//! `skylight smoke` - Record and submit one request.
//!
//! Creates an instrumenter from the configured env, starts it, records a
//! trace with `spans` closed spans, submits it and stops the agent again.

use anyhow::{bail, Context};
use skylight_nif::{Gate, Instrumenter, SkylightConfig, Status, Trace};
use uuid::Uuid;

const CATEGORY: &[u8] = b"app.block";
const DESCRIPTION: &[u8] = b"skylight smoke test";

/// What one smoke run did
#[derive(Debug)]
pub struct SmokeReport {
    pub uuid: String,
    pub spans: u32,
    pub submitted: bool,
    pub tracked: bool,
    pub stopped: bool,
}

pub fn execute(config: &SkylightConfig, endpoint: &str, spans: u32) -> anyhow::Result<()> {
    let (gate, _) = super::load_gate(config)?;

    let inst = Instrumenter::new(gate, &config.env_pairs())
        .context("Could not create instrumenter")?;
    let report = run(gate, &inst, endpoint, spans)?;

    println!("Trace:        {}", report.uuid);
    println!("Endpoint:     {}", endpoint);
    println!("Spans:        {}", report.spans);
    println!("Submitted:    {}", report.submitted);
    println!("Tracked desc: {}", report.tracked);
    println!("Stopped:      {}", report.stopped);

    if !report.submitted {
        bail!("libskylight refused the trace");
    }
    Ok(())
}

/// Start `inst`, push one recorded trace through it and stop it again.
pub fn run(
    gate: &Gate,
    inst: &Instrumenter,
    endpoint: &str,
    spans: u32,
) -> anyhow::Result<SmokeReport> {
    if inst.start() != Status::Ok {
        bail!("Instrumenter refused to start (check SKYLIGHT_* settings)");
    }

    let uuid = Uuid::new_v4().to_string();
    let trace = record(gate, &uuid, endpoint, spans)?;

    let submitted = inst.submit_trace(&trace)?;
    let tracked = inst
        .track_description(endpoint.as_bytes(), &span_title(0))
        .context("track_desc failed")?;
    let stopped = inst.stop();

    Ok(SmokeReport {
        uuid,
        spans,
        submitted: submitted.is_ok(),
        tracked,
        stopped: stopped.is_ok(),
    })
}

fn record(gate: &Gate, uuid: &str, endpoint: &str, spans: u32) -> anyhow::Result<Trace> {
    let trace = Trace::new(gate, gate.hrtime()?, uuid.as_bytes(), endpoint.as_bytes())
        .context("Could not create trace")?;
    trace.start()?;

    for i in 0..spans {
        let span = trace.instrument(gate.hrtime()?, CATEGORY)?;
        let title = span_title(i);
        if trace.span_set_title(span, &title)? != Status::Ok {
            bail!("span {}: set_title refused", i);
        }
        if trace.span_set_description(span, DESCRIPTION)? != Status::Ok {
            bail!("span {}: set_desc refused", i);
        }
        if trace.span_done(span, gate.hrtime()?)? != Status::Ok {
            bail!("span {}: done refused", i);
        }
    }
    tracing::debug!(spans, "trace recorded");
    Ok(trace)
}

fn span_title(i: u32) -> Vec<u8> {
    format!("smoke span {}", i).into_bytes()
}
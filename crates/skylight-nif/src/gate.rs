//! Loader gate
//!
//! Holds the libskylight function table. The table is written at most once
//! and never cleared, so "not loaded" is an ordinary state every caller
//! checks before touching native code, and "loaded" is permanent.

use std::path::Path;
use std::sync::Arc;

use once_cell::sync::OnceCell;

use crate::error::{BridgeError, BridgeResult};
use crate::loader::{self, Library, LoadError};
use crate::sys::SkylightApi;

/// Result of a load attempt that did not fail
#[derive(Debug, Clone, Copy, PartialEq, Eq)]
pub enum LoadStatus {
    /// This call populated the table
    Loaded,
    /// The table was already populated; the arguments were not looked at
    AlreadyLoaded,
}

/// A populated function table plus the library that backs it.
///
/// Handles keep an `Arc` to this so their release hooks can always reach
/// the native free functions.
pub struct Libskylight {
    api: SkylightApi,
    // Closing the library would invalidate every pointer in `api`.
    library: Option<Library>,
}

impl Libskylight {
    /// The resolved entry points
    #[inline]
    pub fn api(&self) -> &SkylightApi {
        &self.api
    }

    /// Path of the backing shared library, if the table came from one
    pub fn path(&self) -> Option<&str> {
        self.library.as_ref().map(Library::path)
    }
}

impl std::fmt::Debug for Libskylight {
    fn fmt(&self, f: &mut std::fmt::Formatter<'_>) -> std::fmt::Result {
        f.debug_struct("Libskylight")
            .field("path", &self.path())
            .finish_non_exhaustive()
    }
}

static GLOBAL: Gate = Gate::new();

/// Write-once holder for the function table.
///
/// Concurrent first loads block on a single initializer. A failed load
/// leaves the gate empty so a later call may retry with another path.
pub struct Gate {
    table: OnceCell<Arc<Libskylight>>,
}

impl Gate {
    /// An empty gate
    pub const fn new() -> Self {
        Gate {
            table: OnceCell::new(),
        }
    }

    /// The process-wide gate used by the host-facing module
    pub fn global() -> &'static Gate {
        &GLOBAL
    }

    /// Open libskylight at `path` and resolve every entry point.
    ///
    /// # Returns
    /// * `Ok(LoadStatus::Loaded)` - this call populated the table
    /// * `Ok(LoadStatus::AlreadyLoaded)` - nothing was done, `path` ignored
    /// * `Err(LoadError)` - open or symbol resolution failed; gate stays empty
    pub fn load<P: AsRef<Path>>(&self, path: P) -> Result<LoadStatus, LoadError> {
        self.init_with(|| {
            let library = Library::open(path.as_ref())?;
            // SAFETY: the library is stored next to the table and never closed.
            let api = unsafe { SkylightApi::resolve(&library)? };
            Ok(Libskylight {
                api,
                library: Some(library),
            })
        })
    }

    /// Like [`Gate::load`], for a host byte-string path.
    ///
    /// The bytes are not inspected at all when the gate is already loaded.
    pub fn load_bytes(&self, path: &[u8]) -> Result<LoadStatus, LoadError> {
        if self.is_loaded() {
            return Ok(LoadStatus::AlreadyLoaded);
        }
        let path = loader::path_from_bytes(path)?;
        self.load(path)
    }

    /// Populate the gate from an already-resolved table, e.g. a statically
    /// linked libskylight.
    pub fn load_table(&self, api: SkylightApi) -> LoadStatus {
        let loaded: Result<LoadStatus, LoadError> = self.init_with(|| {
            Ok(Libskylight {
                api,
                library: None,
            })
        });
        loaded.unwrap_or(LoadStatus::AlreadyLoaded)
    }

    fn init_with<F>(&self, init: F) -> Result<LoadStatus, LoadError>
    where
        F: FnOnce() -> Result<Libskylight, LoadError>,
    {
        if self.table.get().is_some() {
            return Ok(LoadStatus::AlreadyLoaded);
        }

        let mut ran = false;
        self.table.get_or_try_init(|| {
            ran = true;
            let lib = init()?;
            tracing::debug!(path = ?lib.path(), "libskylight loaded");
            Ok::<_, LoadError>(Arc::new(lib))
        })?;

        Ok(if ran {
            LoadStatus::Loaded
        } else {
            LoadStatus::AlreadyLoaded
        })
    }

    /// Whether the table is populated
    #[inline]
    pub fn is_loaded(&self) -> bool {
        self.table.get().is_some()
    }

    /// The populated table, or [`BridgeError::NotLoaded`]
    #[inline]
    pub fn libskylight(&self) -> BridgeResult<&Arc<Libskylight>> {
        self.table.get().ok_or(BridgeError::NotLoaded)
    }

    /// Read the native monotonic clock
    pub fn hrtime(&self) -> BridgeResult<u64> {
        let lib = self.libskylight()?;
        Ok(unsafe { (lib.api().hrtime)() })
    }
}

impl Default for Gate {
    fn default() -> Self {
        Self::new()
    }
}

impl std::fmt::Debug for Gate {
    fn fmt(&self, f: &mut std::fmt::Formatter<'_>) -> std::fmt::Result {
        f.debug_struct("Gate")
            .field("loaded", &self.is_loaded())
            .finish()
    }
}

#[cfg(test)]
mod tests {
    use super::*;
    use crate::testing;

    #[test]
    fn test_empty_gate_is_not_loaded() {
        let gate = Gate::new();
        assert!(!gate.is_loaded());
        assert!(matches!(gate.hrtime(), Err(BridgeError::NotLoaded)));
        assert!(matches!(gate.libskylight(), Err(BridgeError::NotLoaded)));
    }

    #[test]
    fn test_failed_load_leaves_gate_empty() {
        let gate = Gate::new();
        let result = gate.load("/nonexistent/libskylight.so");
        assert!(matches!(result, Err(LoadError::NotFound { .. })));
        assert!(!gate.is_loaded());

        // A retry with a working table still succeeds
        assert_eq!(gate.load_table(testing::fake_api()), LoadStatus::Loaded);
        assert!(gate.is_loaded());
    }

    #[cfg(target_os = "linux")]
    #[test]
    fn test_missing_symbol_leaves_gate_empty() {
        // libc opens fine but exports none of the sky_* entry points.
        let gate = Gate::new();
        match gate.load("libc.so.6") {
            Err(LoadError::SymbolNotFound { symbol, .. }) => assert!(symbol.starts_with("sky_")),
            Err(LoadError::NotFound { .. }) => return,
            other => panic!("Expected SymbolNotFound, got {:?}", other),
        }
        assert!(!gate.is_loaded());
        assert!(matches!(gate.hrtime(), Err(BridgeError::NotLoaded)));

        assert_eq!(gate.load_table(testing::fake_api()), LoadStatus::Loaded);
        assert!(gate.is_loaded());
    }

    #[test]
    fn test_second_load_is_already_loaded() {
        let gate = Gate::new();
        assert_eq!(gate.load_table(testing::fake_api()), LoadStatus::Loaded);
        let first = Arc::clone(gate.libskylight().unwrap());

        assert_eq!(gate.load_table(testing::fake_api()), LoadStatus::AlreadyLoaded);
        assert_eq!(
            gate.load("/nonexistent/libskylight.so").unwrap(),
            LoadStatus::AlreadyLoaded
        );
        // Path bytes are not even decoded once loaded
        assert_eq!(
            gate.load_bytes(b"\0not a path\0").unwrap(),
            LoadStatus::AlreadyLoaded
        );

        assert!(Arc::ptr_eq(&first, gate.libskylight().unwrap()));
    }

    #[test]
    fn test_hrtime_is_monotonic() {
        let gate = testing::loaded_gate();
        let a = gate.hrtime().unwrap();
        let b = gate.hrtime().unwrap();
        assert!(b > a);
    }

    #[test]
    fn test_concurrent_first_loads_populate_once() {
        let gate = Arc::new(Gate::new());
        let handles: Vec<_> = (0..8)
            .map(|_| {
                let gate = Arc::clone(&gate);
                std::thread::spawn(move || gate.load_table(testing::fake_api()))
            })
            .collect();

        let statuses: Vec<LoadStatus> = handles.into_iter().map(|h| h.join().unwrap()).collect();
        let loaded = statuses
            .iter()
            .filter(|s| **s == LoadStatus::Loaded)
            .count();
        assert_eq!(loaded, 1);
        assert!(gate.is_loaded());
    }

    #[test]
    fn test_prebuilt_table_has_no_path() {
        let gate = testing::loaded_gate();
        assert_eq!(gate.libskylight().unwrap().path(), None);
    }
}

_Exercise:_
Copy out each line carrying the string "sync" from the data.

_Solution for this exercise:_
use std::sync::Arc;
use once_cell::sync::OnceCell;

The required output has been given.